- [The records]
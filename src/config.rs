// SPDX-License-Identifier: MIT

//! Configuration management for Platescan

use serde::{Deserialize, Serialize};
use std::path::Path;

/// Main application configuration
#[derive(Debug, Deserialize, Serialize, Clone)]
pub struct AppConfig {
    /// Gemini API settings
    #[serde(default)]
    pub gemini: GeminiConfig,

    /// Web UI settings
    #[serde(default)]
    pub web: WebConfig,

    /// Upload limits
    #[serde(default)]
    pub upload: UploadConfig,

    /// Instruction prompt sent with every image
    #[serde(default = "default_prompt")]
    pub prompt: String,
}

#[derive(Debug, Deserialize, Serialize, Clone)]
pub struct GeminiConfig {
    #[serde(default = "default_base_url")]
    pub base_url: String,
    #[serde(default = "default_model")]
    pub model: String,
    #[serde(default = "default_timeout")]
    pub timeout_secs: u64,
}

#[derive(Debug, Deserialize, Serialize, Clone)]
pub struct WebConfig {
    #[serde(default = "default_web_host")]
    pub host: String,
    #[serde(default = "default_web_port")]
    pub port: u16,
}

#[derive(Debug, Deserialize, Serialize, Clone)]
pub struct UploadConfig {
    /// Maximum accepted upload size in bytes
    #[serde(default = "default_max_upload_bytes")]
    pub max_bytes: usize,
}

// Default value functions
fn default_base_url() -> String { "https://generativelanguage.googleapis.com".to_string() }
fn default_model() -> String { "gemini-2.5-flash".to_string() }
fn default_timeout() -> u64 { 120 }
fn default_web_host() -> String { "127.0.0.1".to_string() }
fn default_web_port() -> u16 { 8080 }
fn default_max_upload_bytes() -> usize { 10 * 1024 * 1024 }

fn default_prompt() -> String {
    "You are an expert Factory Asset Manager. Your task is to analyze the provided \
     image of a piece of factory equipment. Perform the following actions: \
     1. Identify the main piece of equipment in the image. \
     2. Carefully perform Optical Character Recognition (OCR) on any data plates, \
     labels, or text visible on the equipment. \
     3. Extract the key information: item name, model number, serial number, and \
     manufacturer. \
     4. Provide a brief description of the item. \
     5. Return the information in the specified JSON format. If a specific piece of \
     information (like a serial number) is not clearly visible or present, return \
     null for that field.".to_string()
}

impl Default for GeminiConfig {
    fn default() -> Self {
        Self {
            base_url: default_base_url(),
            model: default_model(),
            timeout_secs: default_timeout(),
        }
    }
}

impl Default for WebConfig {
    fn default() -> Self {
        Self {
            host: default_web_host(),
            port: default_web_port(),
        }
    }
}

impl Default for UploadConfig {
    fn default() -> Self {
        Self {
            max_bytes: default_max_upload_bytes(),
        }
    }
}

impl Default for AppConfig {
    fn default() -> Self {
        Self {
            gemini: GeminiConfig::default(),
            web: WebConfig::default(),
            upload: UploadConfig::default(),
            prompt: default_prompt(),
        }
    }
}

impl AppConfig {
    /// Load configuration from a JSON file
    pub fn load(path: &Path) -> crate::Result<Self> {
        if path.exists() {
            let content = std::fs::read_to_string(path)?;
            let config: Self = serde_json::from_str(&content)
                .map_err(|e| crate::PlatescanError::Config(format!("Failed to parse config: {}", e)))?;
            Ok(config)
        } else {
            tracing::info!("Config file not found at {:?}, using defaults", path);
            Ok(Self::default())
        }
    }

    /// Save configuration to a JSON file
    pub fn save(&self, path: &Path) -> crate::Result<()> {
        let content = serde_json::to_string_pretty(self)?;
        std::fs::write(path, content)?;
        Ok(())
    }
}

/// Read the Gemini API key from the environment.
///
/// The key is never stored in the config file. A missing or empty key is a
/// hard startup failure; there is no degraded mode.
pub fn api_key_from_env() -> crate::Result<String> {
    match std::env::var("GEMINI_API_KEY") {
        Ok(key) if !key.trim().is_empty() => Ok(key),
        _ => Err(crate::PlatescanError::Config(
            "GEMINI_API_KEY environment variable not set".to_string(),
        )),
    }
}

#[cfg(test)]
mod tests {
    use super::*;

    #[test]
    fn test_defaults() {
        let config = AppConfig::default();
        assert_eq!(config.gemini.model, "gemini-2.5-flash");
        assert_eq!(config.web.port, 8080);
        assert!(config.prompt.contains("Factory Asset Manager"));
    }

    #[test]
    fn test_load_missing_file_uses_defaults() {
        let dir = tempfile::tempdir().unwrap();
        let config = AppConfig::load(&dir.path().join("nope.json")).unwrap();
        assert_eq!(config.gemini.base_url, default_base_url());
    }

    #[test]
    fn test_save_and_reload() {
        let dir = tempfile::tempdir().unwrap();
        let path = dir.path().join("config.json");

        let mut config = AppConfig::default();
        config.gemini.model = "gemini-2.0-pro".to_string();
        config.web.port = 9090;
        config.save(&path).unwrap();

        let loaded = AppConfig::load(&path).unwrap();
        assert_eq!(loaded.gemini.model, "gemini-2.0-pro");
        assert_eq!(loaded.web.port, 9090);
    }

    #[test]
    fn test_partial_config_fills_defaults() {
        let dir = tempfile::tempdir().unwrap();
        let path = dir.path().join("config.json");
        std::fs::write(&path, r#"{"web": {"port": 3000}}"#).unwrap();

        let config = AppConfig::load(&path).unwrap();
        assert_eq!(config.web.port, 3000);
        assert_eq!(config.web.host, "127.0.0.1");
        assert_eq!(config.gemini.model, "gemini-2.5-flash");
    }
}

- [Required work]
Retype exactly the lines of the data above that fall between the line with "let config: Self" and the line with "file not found", inclusive, and add nothing.

- [Answer to this problem]
            let config: Self = serde_json::from_str(&content)
                .map_err(|e| crate::PlatescanError::Config(format!("Failed to parse config: {}", e)))?;
            Ok(config)
        } else {
            tracing::info!("Config file not found at {:?}, using defaults", path);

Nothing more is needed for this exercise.